Task description – Quote exactly the lines from the start of the entries to the one with "never reach subscribers.", both ends included.
____ Data
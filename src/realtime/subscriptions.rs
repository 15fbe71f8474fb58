//! Subscriber registry
//!
//! One handler slot per event tag. Registering a handler for a tag that
//! already has one replaces it; the token of the replaced handler becomes
//! stale and unsubscribing with it is a no-op.

use std::any::Any;
use std::collections::HashMap;
use std::panic::{catch_unwind, AssertUnwindSafe};
use std::sync::Arc;

use crate::error::{Error, Result};
use crate::protocol::{
    AgentRecord, DeletedRecord, EventTag, RuleRecord, ServerEvent, ViolationRecord,
};

/// Type-erased subscriber callback
pub type Handler = Arc<dyn Fn(&ServerEvent) + Send + Sync>;

/// Capability returned by a subscription, used to remove it
#[derive(Debug, Clone, Copy, PartialEq, Eq, Hash)]
pub struct SubscriptionToken {
    tag: EventTag,
    id: u64,
}

impl SubscriptionToken {
    pub fn tag(&self) -> EventTag {
        self.tag
    }
}

struct Slot {
    id: u64,
    handler: Handler,
}

/// Handler slots indexed by tag
#[derive(Default)]
pub struct Subscriptions {
    slots: HashMap<EventTag, Slot>,
    next_id: u64,
}

impl Subscriptions {
    pub fn new() -> Self {
        Self::default()
    }

    /// Install `handler` for `tag`, replacing any previous one.
    ///
    /// Returns `None` for tags that never reach subscribers.
    pub fn insert(&mut self, tag: EventTag, handler: Handler) -> Option<SubscriptionToken> {
        if !tag.is_subscribable() {
            return None;
        }

        self.next_id += 1;
        let id = self.next_id;
        self.slots.insert(tag, Slot { id, handler });
        Some(SubscriptionToken { tag, id })
    }

    /// Remove the handler the token was issued for, if it is still installed
    pub fn remove(&mut self, token: SubscriptionToken) -> bool {
        match self.slots.get(&token.tag) {
            Some(slot) if slot.id == token.id => {
                self.slots.remove(&token.tag);
                true
            }
            _ => false,
        }
    }

    /// Handler currently installed for `tag`
    pub fn handler(&self, tag: EventTag) -> Option<Handler> {
        self.slots.get(&tag).map(|slot| Arc::clone(&slot.handler))
    }

}

/// Run a handler inside its own panic boundary
pub fn invoke(handler: &Handler, event: &ServerEvent) -> Result<()> {
    catch_unwind(AssertUnwindSafe(|| handler(event))).map_err(|panic| Error::SubscriberPanicked {
        tag: event.tag(),
        message: panic_message(panic.as_ref()),
    })
}

fn panic_message(panic: &(dyn Any + Send)) -> String {
    if let Some(s) = panic.downcast_ref::<&str>() {
        (*s).to_string()
    } else if let Some(s) = panic.downcast_ref::<String>() {
        s.clone()
    } else {
        "non-string panic payload".to_string()
    }
}

// ─────────────────────────────────────────────────────────────────
// Construction-time Handlers
// ─────────────────────────────────────────────────────────────────

/// Initial subscribers, one optional callback per event tag.
///
/// ```ignore
/// let handlers = Handlers::new()
///     .on_violation_created(|v| println!("new violation: {:?}", v.map(|v| &v.id)))
///     .on_agent_deleted(|d| println!("agent gone: {:?}", d));
/// ```
#[derive(Default, Clone)]
pub struct Handlers {
    entries: Vec<(EventTag, Handler)>,
}

impl Handlers {
    pub fn new() -> Self {
        Self::default()
    }

    /// Register an untyped handler for `tag`. A later call for the same tag wins.
    pub fn on<F>(mut self, tag: EventTag, f: F) -> Self
    where
        F: Fn(&ServerEvent) + Send + Sync + 'static,
    {
        let handler: Handler = Arc::new(f);
        self.entries.retain(|(t, _)| *t != tag);
        self.entries.push((tag, handler));
        self
    }

    pub fn on_violation_created<F>(self, f: F) -> Self
    where
        F: Fn(Option<&ViolationRecord>) + Send + Sync + 'static,
    {
        self.on(EventTag::ViolationCreated, move |event| {
            if let ServerEvent::ViolationCreated(data) = event {
                f(data.as_ref())
            }
        })
    }

    pub fn on_violation_resolved<F>(self, f: F) -> Self
    where
        F: Fn(Option<&ViolationRecord>) + Send + Sync + 'static,
    {
        self.on(EventTag::ViolationResolved, move |event| {
            if let ServerEvent::ViolationResolved(data) = event {
                f(data.as_ref())
            }
        })
    }

    pub fn on_violation_deleted<F>(self, f: F) -> Self
    where
        F: Fn(Option<&DeletedRecord>) + Send + Sync + 'static,
    {
        self.on(EventTag::ViolationDeleted, move |event| {
            if let ServerEvent::ViolationDeleted(data) = event {
                f(data.as_ref())
            }
        })
    }

    pub fn on_agent_updated<F>(self, f: F) -> Self
    where
        F: Fn(Option<&AgentRecord>) + Send + Sync + 'static,
    {
        self.on(EventTag::AgentUpdated, move |event| {
            if let ServerEvent::AgentUpdated(data) = event {
                f(data.as_ref())
            }
        })
    }

    pub fn on_agent_deleted<F>(self, f: F) -> Self
    where
        F: Fn(Option<&DeletedRecord>) + Send + Sync + 'static,
    {
        self.on(EventTag::AgentDeleted, move |event| {
            if let ServerEvent::AgentDeleted(data) = event {
                f(data.as_ref())
            }
        })
    }

    pub fn on_agent_status_changed<F>(self, f: F) -> Self
    where
        F: Fn(Option<&AgentRecord>) + Send + Sync + 'static,
    {
        self.on(EventTag::AgentStatusChanged, move |event| {
            if let ServerEvent::AgentStatusChanged(data) = event {
                f(data.as_ref())
            }
        })
    }

    pub fn on_rule_updated<F>(self, f: F) -> Self
    where
        F: Fn(Option<&RuleRecord>) + Send + Sync + 'static,
    {
        self.on(EventTag::RuleUpdated, move |event| {
            if let ServerEvent::RuleUpdated(data) = event {
                f(data.as_ref())
            }
        })
    }

    pub fn on_rule_toggled<F>(self, f: F) -> Self
    where
        F: Fn(Option<&RuleRecord>) + Send + Sync + 'static,
    {
        self.on(EventTag::RuleToggled, move |event| {
            if let ServerEvent::RuleToggled(data) = event {
                f(data.as_ref())
            }
        })
    }

    pub fn on_rule_deleted<F>(self, f: F) -> Self
    where
        F: Fn(Option<&DeletedRecord>) + Send + Sync + 'static,
    {
        self.on(EventTag::RuleDeleted, move |event| {
            if let ServerEvent::RuleDeleted(data) = event {
                f(data.as_ref())
            }
        })
    }

    /// Tags with a configured callback
    pub fn tags(&self) -> Vec<EventTag> {
        self.entries.iter().map(|(tag, _)| *tag).collect()
    }

    pub(crate) fn into_subscriptions(self) -> Subscriptions {
        let mut subscriptions = Subscriptions::new();
        for (tag, handler) in self.entries {
            if subscriptions.insert(tag, handler).is_none() {
                tracing::warn!(tag = %tag, "Ignoring handler for non-subscribable event");
            }
        }
        subscriptions
    }
}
________
Reply to the exercise –
filename src/realtime/subscriptions.rs
repository 15fbe71f8474fb58
//! Subscriber registry
//!
//! One handler slot per event tag. Registering a handler for a tag that
//! already has one replaces it; the token of the replaced handler becomes
//! stale and unsubscribing with it is a no-op.

use std::any::Any;
use std::collections::HashMap;
use std::panic::{catch_unwind, AssertUnwindSafe};
use std::sync::Arc;

use crate::error::{Error, Result};
use crate::protocol::{
    AgentRecord, DeletedRecord, EventTag, RuleRecord, ServerEvent, ViolationRecord,
};

/// Type-erased subscriber callback
pub type Handler = Arc<dyn Fn(&ServerEvent) + Send + Sync>;

/// Capability returned by a subscription, used to remove it
#[derive(Debug, Clone, Copy, PartialEq, Eq, Hash)]
pub struct SubscriptionToken {
    tag: EventTag,
    id: u64,
}

impl SubscriptionToken {
    pub fn tag(&self) -> EventTag {
        self.tag
    }
}

struct Slot {
    id: u64,
    handler: Handler,
}

/// Handler slots indexed by tag
#[derive(Default)]
pub struct Subscriptions {
    slots: HashMap<EventTag, Slot>,
    next_id: u64,
}

impl Subscriptions {
    pub fn new() -> Self {
        Self::default()
    }

    /// Install `handler` for `tag`, replacing any previous one.
    ///
    /// Returns `None` for tags that never reach subscribers.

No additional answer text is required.